While there are procedural formalities that need to be observed in initiating such a challenge, the consul must give you “every reasonable opportunity” to establish your eligibility for the visa. This is mandated by the Department of State rules.  This means that even if you are applying for a visitor visa today – many, many years after you were deemed to be inadmissible and you do not agree with that decision – you still have the ability to challenge that decision.  This means that if you still qualify for the immigrant visa many, many years later, you can reactivate your immigrant visa case – you still have the ability to challenge that decision.

This is not to underestimate the magnitude of the difficulty in doing so. And this is not to be confused with the popular myth that “maybe the permanent bar will just go away if I wait a few years”: the reality is and the law says that a permanent bar is just that – permanent. It does not go away, unless you request that it be removed and prove that it was entered erroneously.  

If the consul accuses you of committing a willful, material misrepresentation, but you did not, then you can challenge that finding later. If the consul believes that your conviction was for a crime of moral turpitude, but it was not, you can challenge that finding later.
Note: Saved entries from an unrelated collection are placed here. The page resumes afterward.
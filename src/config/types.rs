//! Configuration data types for kubrun.

use camino::Utf8PathBuf;
use ortho_config::{OrthoConfig, OrthoResult, PostMergeContext, PostMergeHook};
use serde::{Deserialize, Serialize};
use smart_default::SmartDefault;

/// Cluster authentication configuration.
///
/// When `api_server` is set, kubrun connects to it directly using the bearer
/// token or basic credentials below instead of reading a kubeconfig file.
#[derive(Debug, Clone, Default, Deserialize, Serialize)]
#[serde(default)]
pub struct AuthConfig {
    /// Kubernetes API server URL.
    pub api_server: Option<String>,

    /// Bearer token presented to the API server.
    pub token: Option<String>,

    /// Username for basic authentication.
    pub username: Option<String>,

    /// Password for basic authentication.
    pub password: Option<String>,

    /// Accept invalid TLS certificates from the API server.
    pub insecure: bool,
}

impl AuthConfig {
    /// Returns whether a direct API server connection is configured.
    #[must_use]
    pub const fn has_api_server(&self) -> bool {
        self.api_server.is_some()
    }
}

/// Root application configuration.
///
/// This structure is loaded from configuration files, environment variables,
/// and command-line arguments with layered precedence. The precedence order
/// (lowest to highest) is: defaults, configuration file, environment
/// variables, command-line arguments.
///
/// Configuration files are discovered in this order:
/// 1. Path specified via `KUBRUN_CONFIG_PATH` environment variable
/// 2. `.kubrun.toml` in the current working directory
/// 3. `.kubrun.toml` in the home directory
/// 4. `~/.config/kubrun/config.toml` (XDG default)
#[derive(Debug, Clone, SmartDefault, Deserialize, Serialize, OrthoConfig)]
#[serde(default)]
#[ortho_config(
    prefix = "KUBRUN",
    post_merge_hook,
    discovery(
        app_name = "kubrun",
        env_var = "KUBRUN_CONFIG_PATH",
        config_file_name = "config.toml",
        dotfile_name = ".kubrun.toml",
        config_cli_long = "config",
        config_cli_visible = true,
    )
)]
pub struct AppConfig {
    /// Path to the kubeconfig file holding cluster credentials.
    pub kubeconfig: Option<Utf8PathBuf>,

    /// Namespace to run in; generated per session when absent.
    pub namespace: Option<String>,

    /// The container image to run.
    pub image: Option<String>,

    /// Seconds to wait for the job to complete. Zero waits indefinitely.
    #[default = 120]
    pub timeout_secs: u64,

    /// Delete created resources after the job finishes.
    #[default = true]
    pub cleanup: bool,

    /// Cluster authentication configuration.
    #[serde(default)]
    #[ortho_config(skip_cli)]
    pub auth: AuthConfig,
}

impl PostMergeHook for AppConfig {
    fn post_merge(&mut self, _ctx: &PostMergeContext) -> OrthoResult<()> {
        // Image presence is intentionally NOT validated here: the merged
        // configuration is also used for error reporting, and the missing
        // image must surface as the request-validation error, not as a
        // configuration-layer failure.
        Ok(())
    }
}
If the consul accuses you of entering into a sham marriage after winning the Lottery, but it was a real marriage, then you can challenge that finding later.   This is what happened to a recent client, who successfully was able to counter an “alien smuggling” charge by showing that his marriage from more than 10 years prior was indeed legitimate – not entered into in order to facilitate illegal immigration.

There are numerous reasons for challenging an erroneously-entered decision.  No immigrant waiver may be available (e.g., parent of a US citizen), foreclosing other options to immigrate.  A permanent bar impacts the ability to study or work in the United States – adversely affecting financial prospects. Grandparents may never be able to visit their grandchildren in the United States. A permanent bar impacts the ability to attend conferences and go on business trips – adversely affecting careers.  Individuals applying to immigrate to other countries may need to explain to those immigration authorities the accusation of the US Government against them.  The taint of the black mark of a wrongfully-entered “permanent ban” may be so distasteful that just out of principle an individual may want to challenge it.